Every line from the one containing "Eq, Serialize, Deserialize)]" to the one containing "in the input." in the records below, both included, must be set down exactly, and no other line.

=======

impl CellStackBuilder {
    fn new(
        channels: usize,
        resolution: [usize; 2],
    ) -> Self {
        Self {
            cells: Vec::new(),
            x: FeatureState {
                channels,
                level: 0,
                resolution,
            },
            p: None,
        }
    }

    fn check_filters(
        &self,
        filters: usize,
    ) -> anyhow::Result<()> {
        if filters < MIN_CELL_FILTERS {
            bail!(
                "Cell {} filters ({filters}) must be at least {MIN_CELL_FILTERS}",
                self.cells.len()
            );
        }
        Ok(())
    }

    /// Whether ``p`` is one level above ``x``.
    fn prev_reduced(&self) -> anyhow::Result<bool> {
        let x = self.x;
        let p = match self.p {
            None => return Ok(false),
            Some(p) => p,
        };
        if p.level == x.level {
            return Ok(false);
        }
        if p.level + 1 == x.level && same_output_shape(p.resolution, [2, 2]) == x.resolution {
            return Ok(true);
        }
        bail!(
            "Cell {} previous input (level {}, {:?}) cannot be adjusted to its input (level {}, {:?})",
            self.cells.len(),
            p.level,
            p.resolution,
            x.level,
            x.resolution
        );
    }

    fn push_normal(
        &mut self,
        filters: usize,
    ) -> anyhow::Result<()> {
        self.check_filters(filters)?;
        let prev_reduced = self.prev_reduced()?;
        let p = match self.p {
            Some(p) => p,
            None => bail!("Normal cell {} requires a previous input", self.cells.len()),
        };

        let config = NormalCellConfig::new(self.x.channels, p.channels, filters)
            .with_prev_reduced(prev_reduced);

        self.p = Some(self.x);
        self.x = FeatureState {
            channels: config.out_channels(),
            ..self.x
        };
        self.cells.push(config.into());
        Ok(())
    }

    fn push_reduction(
        &mut self,
        filters: usize,
        keep_prev: bool,
    ) -> anyhow::Result<()> {
        self.check_filters(filters)?;
        let prev_reduced = self.prev_reduced()?;

        let config = ReductionCellConfig::new(self.x.channels, filters)
            .with_prev_channels(self.p.map(|p| p.channels))
            .with_prev_reduced(prev_reduced)
            .with_keep_prev(keep_prev);

        if !(keep_prev && self.p.is_some()) {
            self.p = Some(self.x);
        }
        self.x = FeatureState {
            channels: config.out_channels(),
            level: self.x.level + 1,
            resolution: config.output_resolution(self.x.resolution),
        };
        self.cells.push(config.into());
        Ok(())
    }
}
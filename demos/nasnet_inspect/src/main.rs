use bimm_nasnet::layers::blocks::conv_norm::ConvNorm2dMeta;
use bimm_nasnet::models::nasnet::cell::CellKind;
use bimm_nasnet::models::nasnet::nasnet_model::{CellPlan, NasNet};
use bimm_nasnet::models::nasnet::prefabs::{PREFAB_NASNET_MAP, try_lookup_prefab};
use burn::backend::NdArray;
use burn::module::Module;
use burn::prelude::Tensor;
use burn::tensor::Distribution;
use clap::Parser;
use tracing_subscriber::EnvFilter;

#[derive(Parser, Debug)]
#[command(author, version, about, long_about = None)]
pub struct Args {
    /// List the known pre-fabs and exit.
    #[arg(long)]
    list: bool,

    /// Name of the model pre-fab.
    #[arg(long, default_value = "nasnet_a_mobile")]
    prefab: String,

    /// Number of classes.
    #[arg(long, default_value = "1000")]
    num_classes: usize,

    /// Override the (square) input resolution.
    #[arg(long)]
    resolution: Option<usize>,

    /// Drop the auxiliary head.
    #[arg(long)]
    no_aux: bool,

    /// Print the cell plan as JSON.
    #[arg(long)]
    json: bool,

    /// Run a forward pass on a random batch.
    #[arg(long)]
    forward: bool,

    /// Batch size for the forward pass.
    #[arg(long, default_value = "1")]
    batch_size: usize,
}

fn print_plan(plan: &[CellPlan]) {
    println!(
        "{:>4} {:>10} {:>7} {:>6} {:>6} {:>6} {:>5} {:>9}",
        "cell", "kind", "filters", "in", "prev", "out", "level", "res"
    );
    for cell in plan {
        let kind = match cell.kind {
            CellKind::Normal => "normal",
            CellKind::Reduction => "reduction",
        };
        let prev = cell
            .prev_channels
            .map_or_else(|| "-".to_string(), |c| c.to_string());
        let res = format!("{}x{}", cell.resolution[0], cell.resolution[1]);
        println!(
            "{:>4} {:>10} {:>7} {:>6} {:>6} {:>6} {:>5} {:>9}{}",
            cell.index,
            kind,
            cell.filters,
            cell.in_channels,
            prev,
            cell.out_channels,
            cell.level,
            res,
            if cell.aux_tap { "  <- aux" } else { "" }
        );
    }
}

fn main() -> anyhow::Result<()> {
    tracing_subscriber::fmt()
        .with_env_filter(
            EnvFilter::try_from_default_env()
                .unwrap_or_else(|_| "nasnet_inspect=info,bimm_nasnet=info".into()),
        )
        .init();

    let args = Args::parse();
    type B = NdArray<f32>;
    let device = Default::default();

    if args.list {
        for (name, prefab) in PREFAB_NASNET_MAP.to_map().items {
            println!("{name:<16} {}", prefab.description);
        }
        return Ok(());
    }

    tracing::debug!(known = ?PREFAB_NASNET_MAP.names(), "Looking up pre-fab");
    let prefab = try_lookup_prefab(&args.prefab)?;

    let mut contract = prefab
        .new_config()
        .with_num_classes(args.num_classes)
        .with_use_aux(!args.no_aux);
    if let Some(res) = args.resolution {
        contract = contract.with_input_resolution([res, res]);
    }

    let config = contract.try_to_structure()?;
    let plan = config.cell_plan();

    if args.json {
        println!("{}", serde_json::to_string_pretty(&plan)?);
    } else {
        println!("{}: {}", prefab.name, prefab.description);
        print_plan(&plan);
    }

    let model: NasNet<B> = config.init(&device);
    tracing::info!(prefab = %prefab.name, "Initialized model");
    println!("parameters: {}", model.num_params());
    println!("feature channels: {}", model.feature_channels());

    if args.forward {
        let [height, width] = config.input_resolution;
        let input = Tensor::random(
            [args.batch_size, config.stem.in_channels(), height, width],
            Distribution::Default,
            &device,
        );

        let output = model.forward_with_aux(input);
        println!("main: {:?}", output.main.dims());
        if let Some(aux) = &output.aux {
            println!("aux: {:?}", aux.dims());
        }

        let top: Vec<f32> = output.main.max_dim(1).into_data().iter::<f32>().collect();
        println!("top probabilities: {top:?}");
    }

    Ok(())
}
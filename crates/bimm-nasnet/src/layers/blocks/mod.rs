//! # Miscellaneous Blocks
pub mod conv_norm;
pub mod sep_conv;
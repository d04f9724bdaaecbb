//! # Well-Known Config Registries
pub mod prefabs;
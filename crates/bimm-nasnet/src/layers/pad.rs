//! # `SAME` Padding
//!
//! Dynamic, possibly asymmetric, padding for TensorFlow-style `SAME`
//! convolutions and pools.

use crate::compat::conv_shape::{
    expect_valid_output_size, same_output_size, same_padding_total, split_padding,
};
use burn::prelude::{Backend, Tensor};
use serde::{Deserialize, Serialize};

/// TensorFlow padding mode for convolutions and pools.
#[derive(Debug, Clone, Copy, Default, PartialEq, Eq, Serialize, Deserialize)]
pub enum PaddingMode {
    /// Pad so that ``out = ceil(in / stride)``.
    #[default]
    Same,

    /// No padding.
    Valid,
}

impl PaddingMode {
    /// Output resolution of a window applied with this padding mode.
    ///
    /// # Panics
    ///
    /// For [`PaddingMode::Valid`], if the window does not fit in the input.
    pub fn output_resolution(
        &self,
        input_resolution: [usize; 2],
        kernel_size: [usize; 2],
        stride: [usize; 2],
        dilation: [usize; 2],
    ) -> [usize; 2] {
        match self {
            PaddingMode::Same => [
                same_output_size(input_resolution[0], stride[0]),
                same_output_size(input_resolution[1], stride[1]),
            ],
            PaddingMode::Valid => [
                expect_valid_output_size(
                    input_resolution[0],
                    kernel_size[0],
                    stride[0],
                    dilation[0],
                ),
                expect_valid_output_size(
                    input_resolution[1],
                    kernel_size[1],
                    stride[1],
                    dilation[1],
                ),
            ],
        }
    }
}

/// Compute the ``(left, right, top, bottom)`` `SAME` padding for an input resolution.
///
/// # Arguments
///
/// - `input_resolution`: ``[height, width]``.
/// - `kernel_size`: ``[kernel_height, kernel_width]``.
/// - `stride`: ``[height_stride, width_stride]``.
/// - `dilation`: ``[height_dilation, width_dilation]``.
pub fn same_padding(
    input_resolution: [usize; 2],
    kernel_size: [usize; 2],
    stride: [usize; 2],
    dilation: [usize; 2],
) -> (usize, usize, usize, usize) {
    let pad_h = same_padding_total(input_resolution[0], kernel_size[0], stride[0], dilation[0]);
    let pad_w = same_padding_total(input_resolution[1], kernel_size[1], stride[1], dilation[1]);
    let (top, bottom) = split_padding(pad_h);
    let (left, right) = split_padding(pad_w);
    (left, right, top, bottom)
}

/// Dynamically pad input x with `SAME` padding for a window with the specified args.
///
/// Returns the input untouched when no padding is needed.
pub fn pad_same<B: Backend>(
    input: Tensor<B, 4>,
    kernel_size: [usize; 2],
    stride: [usize; 2],
    dilation: [usize; 2],
    value: f32,
) -> Tensor<B, 4> {
    let [_, _, height, width] = input.dims();
    let padding = same_padding([height, width], kernel_size, stride, dilation);
    if padding == (0, 0, 0, 0) {
        return input;
    }
    input.pad(padding, value)
}

/// Shift a ``[batch, channels, height, width]`` tensor up and left by one pixel.
///
/// The vacated bottom row and right column are zero-filled.
pub fn shift_up_left<B: Backend>(input: Tensor<B, 4>) -> Tensor<B, 4> {
    let [batch, channels, height, width] = input.dims();
    input
        .pad((0, 1, 0, 1), 0.0)
        .slice([0..batch, 0..channels, 1..height + 1, 1..width + 1])
}

#[cfg(test)]
mod tests {
    use super::*;
    use burn::backend::NdArray;

    type B = NdArray<f32>;

    #[test]
    fn test_padding_mode_output_resolution() {
        assert_eq!(PaddingMode::default(), PaddingMode::Same);
        assert_eq!(
            PaddingMode::Same.output_resolution([11, 10], [3, 3], [2, 2], [1, 1]),
            [6, 5]
        );
        assert_eq!(
            PaddingMode::Valid.output_resolution([11, 10], [3, 3], [2, 2], [1, 1]),
            [5, 4]
        );
    }

    #[test]
    fn test_same_padding() {
        assert_eq!(same_padding([10, 10], [1, 1], [1, 1], [1, 1]), (0, 0, 0, 0));
        assert_eq!(same_padding([10, 11], [3, 3], [2, 2], [1, 1]), (1, 1, 0, 1));
        assert_eq!(same_padding([8, 8], [5, 5], [1, 1], [1, 1]), (2, 2, 2, 2));
    }

    #[test]
    fn test_pad_same_shape() {
        let device = Default::default();
        let input: Tensor<B, 4> = Tensor::ones([1, 2, 10, 11], &device);

        let output = pad_same(input.clone(), [3, 3], [2, 2], [1, 1], 0.0);
        assert_eq!(output.dims(), [1, 2, 11, 13]);

        let output = pad_same(input, [1, 1], [2, 2], [1, 1], 0.0);
        assert_eq!(output.dims(), [1, 2, 10, 11]);
    }

    #[test]
    fn test_shift_up_left() {
        let device = Default::default();
        let input: Tensor<B, 4> = Tensor::from_data([[[[1.0, 2.0], [3.0, 4.0]]]], &device);

        let output = shift_up_left(input);
        let expected: Tensor<B, 4> = Tensor::from_data([[[[4.0, 0.0], [0.0, 0.0]]]], &device);
        output.to_data().assert_eq(&expected.to_data(), true);
    }
}
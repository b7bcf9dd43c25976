//! # Abstract Syntax Tree
//!
//! This module defines the AST for causal network documents.
//!
//! ## Structure
//!
//! A network document consists of three ordered sections:
//! - **Variables**: named variables with ordered discrete domains
//! - **Graph**: per-child parent lists (the causal graph)
//! - **CPTs**: one conditional probability table per variable
//!
//! Declaration order in the variables section defines the global, stable
//! variable index used to align graph and table structures. Probabilities
//! are stored as parsed `f64` values (not strings).
//!
//! ## Role convention
//!
//! A variable whose name starts with [`EXOGENOUS_PREFIX`] is exogenous
//! (a latent noise variable); all other variables are endogenous
//! (observable). The prefix is part of the document format, not a styling
//! choice: graph surgery and table contraction key off it.

/// Name prefix reserved for exogenous (latent noise) variables.
pub const EXOGENOUS_PREFIX: &str = "U";

/// Returns true if the variable name denotes an exogenous variable.
pub fn is_exogenous_name(name: &str) -> bool {
    name.starts_with(EXOGENOUS_PREFIX)
}

/// The root of a parsed network document.
#[derive(Debug, Clone, PartialEq)]
#[cfg_attr(feature = "serde", derive(serde::Serialize, serde::Deserialize))]
pub struct NetworkAst {
    /// The network name
    pub name: String,
    /// Variable declarations, in document (= index) order
    pub variables: Vec<VarDecl>,
    /// Parent lists, one per variable
    pub parents: Vec<ParentsDecl>,
    /// Conditional probability tables, one per variable
    pub cpts: Vec<CptDecl>,
}

/// A variable declaration with its ordered discrete domain.
#[derive(Debug, Clone, PartialEq, Eq)]
#[cfg_attr(feature = "serde", derive(serde::Serialize, serde::Deserialize))]
pub struct VarDecl {
    /// The variable name
    pub name: String,
    /// Ordered domain values (domain size = `domain.len()`)
    pub domain: Vec<String>,
}

/// A parent list for one variable.
///
/// The written order is load-bearing: CPT rows enumerate parent
/// configurations in row-major order over this list, first parent varying
/// slowest and last parent varying fastest.
#[derive(Debug, Clone, PartialEq, Eq)]
#[cfg_attr(feature = "serde", derive(serde::Serialize, serde::Deserialize))]
pub struct ParentsDecl {
    /// The child variable name
    pub child: String,
    /// Parent variable names, in row-major enumeration order
    pub parents: Vec<String>,
}

/// A conditional probability table declaration.
#[derive(Debug, Clone, PartialEq)]
#[cfg_attr(feature = "serde", derive(serde::Serialize, serde::Deserialize))]
pub struct CptDecl {
    /// The variable this table belongs to
    pub variable: String,
    /// Declared row count (must match `rows.len()`)
    pub declared_rows: usize,
    /// Declared column count (must match the variable's domain size)
    pub declared_cols: usize,
    /// Table rows; each row is a probability distribution over the columns
    pub rows: Vec<Vec<f64>>,
}

impl NetworkAst {
    /// Looks up a variable declaration by name.
    pub fn variable(&self, name: &str) -> Option<&VarDecl> {
        self.variables.iter().find(|v| v.name == name)
    }

    /// Looks up the parent list for a variable.
    pub fn parents_of(&self, name: &str) -> Option<&ParentsDecl> {
        self.parents.iter().find(|p| p.child == name)
    }

    /// Looks up the CPT for a variable.
    pub fn cpt_of(&self, name: &str) -> Option<&CptDecl> {
        self.cpts.iter().find(|c| c.variable == name)
    }
}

=======

Answer space:
#[derive(Debug, Clone, Copy, Default, PartialEq, Eq, Serialize, Deserialize)]
pub enum PaddingMode {
    /// Pad so that ``out = ceil(in / stride)``.
    #[default]
    Same,

    /// No padding.
    Valid,
}

impl PaddingMode {
    /// Output resolution of a window applied with this padding mode.
    ///
    /// # Panics
    ///
    /// For [`PaddingMode::Valid`], if the window does not fit in the input.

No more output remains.